[Data records Boundary: Start]

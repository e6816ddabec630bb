// SPDX-License-Identifier: MIT
//! Crate-wide error type

use crate::validation::ValidationError;

/// Payload family a decode error refers to
#[derive(Debug, Clone, Copy, PartialEq, Eq)]
pub enum PayloadKind {
    Metadata,
    FormattingDirective,
    Text,
}

impl PayloadKind {
    pub fn name(&self) -> &'static str {
        match self {
            PayloadKind::Metadata => "metadata",
            PayloadKind::FormattingDirective => "formatting directive",
            PayloadKind::Text => "text",
        }
    }
}

impl std::fmt::Display for PayloadKind {
    fn fmt(&self, f: &mut std::fmt::Formatter<'_>) -> std::fmt::Result {
        f.write_str(self.name())
    }
}

/// Errors that can occur while encoding, decoding, wrapping or storing documents
#[derive(Debug, thiserror::Error)]
pub enum SqdocError {
    #[error("sqdoc: invalid magic")]
    InvalidMagic,

    #[error("sqdoc: unsupported version: {0}")]
    UnsupportedVersion(u16),

    #[error("sqdoc: random-access flag required")]
    MissingRandomAccessFlag,

    #[error("sqdoc: invalid toc")]
    InvalidToc,

    #[error("sqdoc: invalid block range")]
    InvalidBlockRange,

    #[error("sqdoc: overlapping block ranges")]
    OverlappingBlocks,

    #[error("sqdoc: crc mismatch for block {block_id}: expected {expected:#010x}, got {actual:#010x}")]
    CrcMismatch {
        block_id: u64,
        expected: u32,
        actual: u32,
    },

    #[error("sqdoc: malformed {kind} payload: {reason}")]
    MalformedPayload {
        kind: PayloadKind,
        reason: &'static str,
    },

    #[error("sqdoc: unsupported block kind {kind} for block {block_id}")]
    UnsupportedBlockKind { block_id: u64, kind: u8 },

    #[error("sqdoc: text block {0} missing payload")]
    MissingTextPayload(u64),

    #[error("sqdoc: payload of block {block_id} is too large ({len} bytes)")]
    PayloadTooLarge { block_id: u64, len: usize },

    #[error(transparent)]
    Validation(#[from] ValidationError),

    #[error("sqdoc: password required")]
    PasswordRequired,

    #[error("sqdoc: invalid password")]
    InvalidPassword,

    #[error("sqdoc: invalid secure file: {0}")]
    InvalidSecureFile(&'static str),

    #[error("sqdoc: compression error: {0}")]
    Compression(String),

    #[error("sqdoc: encryption error: {0}")]
    Encryption(String),

    #[error("sqdoc: invalid configuration: {0}")]
    Config(String),

    #[error("I/O error: {0}")]
    Io(#[from] std::io::Error),
}

impl SqdocError {
    pub(crate) fn malformed(kind: PayloadKind, reason: &'static str) -> Self {
        SqdocError::MalformedPayload { kind, reason }
    }
}

/// Result alias used throughout the crate
pub type Result<T> = std::result::Result<T, SqdocError>;

#[cfg(test)]
mod tests {
    use super::*;

    #[test]
    fn test_malformed_message_names_payload() {
        let err = SqdocError::malformed(PayloadKind::FormattingDirective, "bad stride");
        assert_eq!(
            err.to_string(),
            "sqdoc: malformed formatting directive payload: bad stride"
        );
    }

    #[test]
    fn test_validation_error_is_transparent() {
        let err: SqdocError = ValidationError::DuplicateBlockId(7).into();
        assert_eq!(err.to_string(), "sqdoc: duplicate block id 7");
    }
}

[Data records Boundary: End]

**Exercise description:**
The answer must contain every line of the material, unchanged.

**Written solution:**
repository e6816ddabec630bb
// SPDX-License-Identifier: MIT
//! Crate-wide error type

use crate::validation::ValidationError;

/// Payload family a decode error refers to
#[derive(Debug, Clone, Copy, PartialEq, Eq)]
pub enum PayloadKind {
    Metadata,
    FormattingDirective,
    Text,
}

impl PayloadKind {
    pub fn name(&self) -> &'static str {
        match self {
            PayloadKind::Metadata => "metadata",
            PayloadKind::FormattingDirective => "formatting directive",
            PayloadKind::Text => "text",
        }
    }
}

impl std::fmt::Display for PayloadKind {
    fn fmt(&self, f: &mut std::fmt::Formatter<'_>) -> std::fmt::Result {
        f.write_str(self.name())
    }
}

/// Errors that can occur while encoding, decoding, wrapping or storing documents
#[derive(Debug, thiserror::Error)]
pub enum SqdocError {
    #[error("sqdoc: invalid magic")]
    InvalidMagic,

    #[error("sqdoc: unsupported version: {0}")]
    UnsupportedVersion(u16),

    #[error("sqdoc: random-access flag required")]
    MissingRandomAccessFlag,

    #[error("sqdoc: invalid toc")]
    InvalidToc,

    #[error("sqdoc: invalid block range")]
    InvalidBlockRange,

    #[error("sqdoc: overlapping block ranges")]
    OverlappingBlocks,

    #[error("sqdoc: crc mismatch for block {block_id}: expected {expected:#010x}, got {actual:#010x}")]
    CrcMismatch {
        block_id: u64,
        expected: u32,
        actual: u32,
    },

    #[error("sqdoc: malformed {kind} payload: {reason}")]
    MalformedPayload {
        kind: PayloadKind,
        reason: &'static str,
    },

    #[error("sqdoc: unsupported block kind {kind} for block {block_id}")]
    UnsupportedBlockKind { block_id: u64, kind: u8 },

    #[error("sqdoc: text block {0} missing payload")]
    MissingTextPayload(u64),

    #[error("sqdoc: payload of block {block_id} is too large ({len} bytes)")]
    PayloadTooLarge { block_id: u64, len: usize },

    #[error(transparent)]
    Validation(#[from] ValidationError),

    #[error("sqdoc: password required")]
    PasswordRequired,

    #[error("sqdoc: invalid password")]
    InvalidPassword,

    #[error("sqdoc: invalid secure file: {0}")]
    InvalidSecureFile(&'static str),

    #[error("sqdoc: compression error: {0}")]
    Compression(String),

    #[error("sqdoc: encryption error: {0}")]
    Encryption(String),

    #[error("sqdoc: invalid configuration: {0}")]
    Config(String),

    #[error("I/O error: {0}")]
    Io(#[from] std::io::Error),
}

impl SqdocError {
    pub(crate) fn malformed(kind: PayloadKind, reason: &'static str) -> Self {
        SqdocError::MalformedPayload { kind, reason }
    }
}

/// Result alias used throughout the crate
pub type Result<T> = std::result::Result<T, SqdocError>;

#[cfg(test)]
mod tests {
    use super::*;

    #[test]
    fn test_malformed_message_names_payload() {
        let err = SqdocError::malformed(PayloadKind::FormattingDirective, "bad stride");
        assert_eq!(
            err.to_string(),
            "sqdoc: malformed formatting directive payload: bad stride"
        );
    }

    #[test]
    fn test_validation_error_is_transparent() {
        let err: SqdocError = ValidationError::DuplicateBlockId(7).into();
        assert_eq!(err.to_string(), "sqdoc: duplicate block id 7");
    }
}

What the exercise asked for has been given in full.